Aim of the task: Look through the records below, and copy out every line that holds the string "object".

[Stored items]

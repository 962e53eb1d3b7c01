use async_trait::async_trait;
use log::error;
use reqwest::Client;
use serde::{Deserialize, Serialize};
use std::time::Duration;

use super::{CompletionRequest, CompletionResponse, Provider, error_body, http_client};
use crate::errors::ProviderError;
use crate::tutor::TokenUsage;

/// Ollama client for interacting with Ollama API
#[derive(Debug)]
pub struct Ollama {
    /// Base URL of the Ollama API
    base_url: String,
    /// HTTP client for making requests
    client: Client,
}

/// Chat message object
#[derive(Debug, Clone, Serialize, Deserialize)]
pub struct ChatMessage {
    /// Role of the message sender (system, user, assistant, or tool)
    pub role: String,
    /// Content of the message
    pub content: String,
}

/// Generation options for the Ollama API
#[derive(Debug, Serialize, Deserialize, Default)]
pub struct GenerationOptions {
    #[serde(skip_serializing_if = "Option::is_none")]
    temperature: Option<f32>,
    /// Maximum number of tokens to generate
    #[serde(skip_serializing_if = "Option::is_none")]
    num_predict: Option<u32>,
}

/// Chat request for the Ollama API
#[derive(Debug, Serialize)]
pub struct ChatRequest {
    /// Model name to use for generation
    model: String,
    /// Messages of the conversation
    messages: Vec<ChatMessage>,
    /// Additional model parameters
    #[serde(skip_serializing_if = "Option::is_none")]
    options: Option<GenerationOptions>,
    /// Format to return a response in
    #[serde(skip_serializing_if = "Option::is_none")]
    format: Option<String>,
    /// Whether to stream the response
    stream: bool,
}

/// Chat response from the Ollama API
#[derive(Debug, Deserialize)]
pub struct ChatResponse {
    /// Response message
    pub message: ChatMessage,
    /// Number of prompt tokens
    #[serde(default)]
    pub prompt_eval_count: Option<u64>,
    /// Number of generated tokens
    #[serde(default)]
    pub eval_count: Option<u64>,
}

impl ChatRequest {
    /// Create a new chat request
    pub fn new(model: impl Into<String>, messages: Vec<ChatMessage>) -> Self {
        Self {
            model: model.into(),
            messages,
            options: None,
            format: None,
            stream: false,
        }
    }

    /// Set the temperature and the token limit
    pub fn options(mut self, temperature: f32, num_predict: u32) -> Self {
        self.options = Some(GenerationOptions {
            temperature: Some(temperature),
            num_predict: Some(num_predict),
        });
        self
    }

    /// Set the format
    pub fn format(mut self, format: impl Into<String>) -> Self {
        self.format = Some(format.into());
        self
    }
}

impl From<&CompletionRequest> for ChatRequest {
    fn from(request: &CompletionRequest) -> Self {
        let messages = vec![
            ChatMessage { role: "system".to_string(), content: request.system.clone() },
            ChatMessage { role: "user".to_string(), content: request.prompt.clone() },
        ];
        let chat = ChatRequest::new(&request.model, messages)
            .options(request.temperature, request.max_tokens);
        if request.json_output { chat.format("json") } else { chat }
    }
}

impl Ollama {
    /// Create a new Ollama client from a complete URL
    pub fn new(base_url: impl Into<String>, timeout: Duration) -> Self {
        Self {
            base_url: base_url.into().trim_end_matches('/').to_string(),
            client: http_client(timeout),
        }
    }

    /// Chat with the Ollama API
    pub async fn chat(&self, request: &ChatRequest) -> Result<ChatResponse, ProviderError> {
        let url = format!("{}/api/chat", self.base_url);

        let response = self
            .client
            .post(&url)
            .json(request)
            .send()
            .await
            .map_err(ProviderError::from_transport)?;

        let status = response.status();
        if !status.is_success() {
            let error_text = error_body(response).await;
            error!("Ollama API error ({}): {}", status, error_text);
            return Err(ProviderError::from_status(status.as_u16(), error_text));
        }

        let response_text = response.text().await.map_err(ProviderError::from_transport)?;
        parse_chat_response(&response_text)
    }

    /// Get the Ollama API version
    pub async fn version(&self) -> Result<String, ProviderError> {
        let url = format!("{}/api/version", self.base_url);
        let response: serde_json::Value = self
            .client
            .get(&url)
            .send()
            .await
            .map_err(ProviderError::from_transport)?
            .json()
            .await
            .map_err(|e| ProviderError::ParseError(format!("Ollama version response: {}", e)))?;

        response["version"]
            .as_str()
            .map(str::to_string)
            .ok_or_else(|| ProviderError::ParseError("Invalid version format in response".to_string()))
    }
}

/// Parse a chat body, accepting a streamed JSONL body as a fallback
fn parse_chat_response(body: &str) -> Result<ChatResponse, ProviderError> {
    match serde_json::from_str::<ChatResponse>(body) {
        Ok(chat_response) => Ok(chat_response),
        Err(e) => {
            let preview: String = body.chars().take(500).collect();
            error!("Failed to parse Ollama API chat response: {}. Raw response (first 500 chars): {}", e, preview);

            // A server ignoring `stream: false` answers with one object per line
            let chunks: Vec<serde_json::Value> = body
                .lines()
                .filter(|line| !line.trim().is_empty())
                .filter_map(|line| serde_json::from_str(line).ok())
                .collect();

            let last = chunks
                .last()
                .ok_or_else(|| ProviderError::ParseError(format!("Ollama chat response: {}", e)))?;

            let content: String = chunks
                .iter()
                .filter_map(|chunk| chunk["message"]["content"].as_str())
                .collect();

            Ok(ChatResponse {
                message: ChatMessage { role: "assistant".to_string(), content },
                prompt_eval_count: last["prompt_eval_count"].as_u64(),
                eval_count: last["eval_count"].as_u64(),
            })
        }
    }
}

#[async_trait]
impl Provider for Ollama {
    async fn complete(&self, request: CompletionRequest) -> Result<CompletionResponse, ProviderError> {
        let response = self.chat(&ChatRequest::from(&request)).await?;
        Ok(CompletionResponse {
            text: response.message.content,
            usage: TokenUsage::new(
                response.prompt_eval_count.unwrap_or(0),
                response.eval_count.unwrap_or(0),
            ),
        })
    }

    async fn test_connection(&self) -> Result<(), ProviderError> {
        self.version().await.map(|_| ())
    }

    fn name(&self) -> &'static str {
        "Ollama"
    }
}
/*!
 * Word and selection lookups.
 *
 * - `dispatcher`: resolve a token via the index, the cache or the tutor
 * - `cache`: definitions fetched earlier
 * - `selection`: free-text selection state machine
 */

pub mod cache;
pub mod dispatcher;
pub mod selection;

pub use cache::{CacheStats, LookupCache};
pub use dispatcher::{LookupDispatcher, LookupDisplay, LookupResult, LookupSource, LookupTicket};
pub use selection::{Anchor, Rect, SelectionBridge, SelectionLookup, SelectionSnapshot};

Final answer:
/// Chat message object
            // A server ignoring `stream: false` answers with one object per line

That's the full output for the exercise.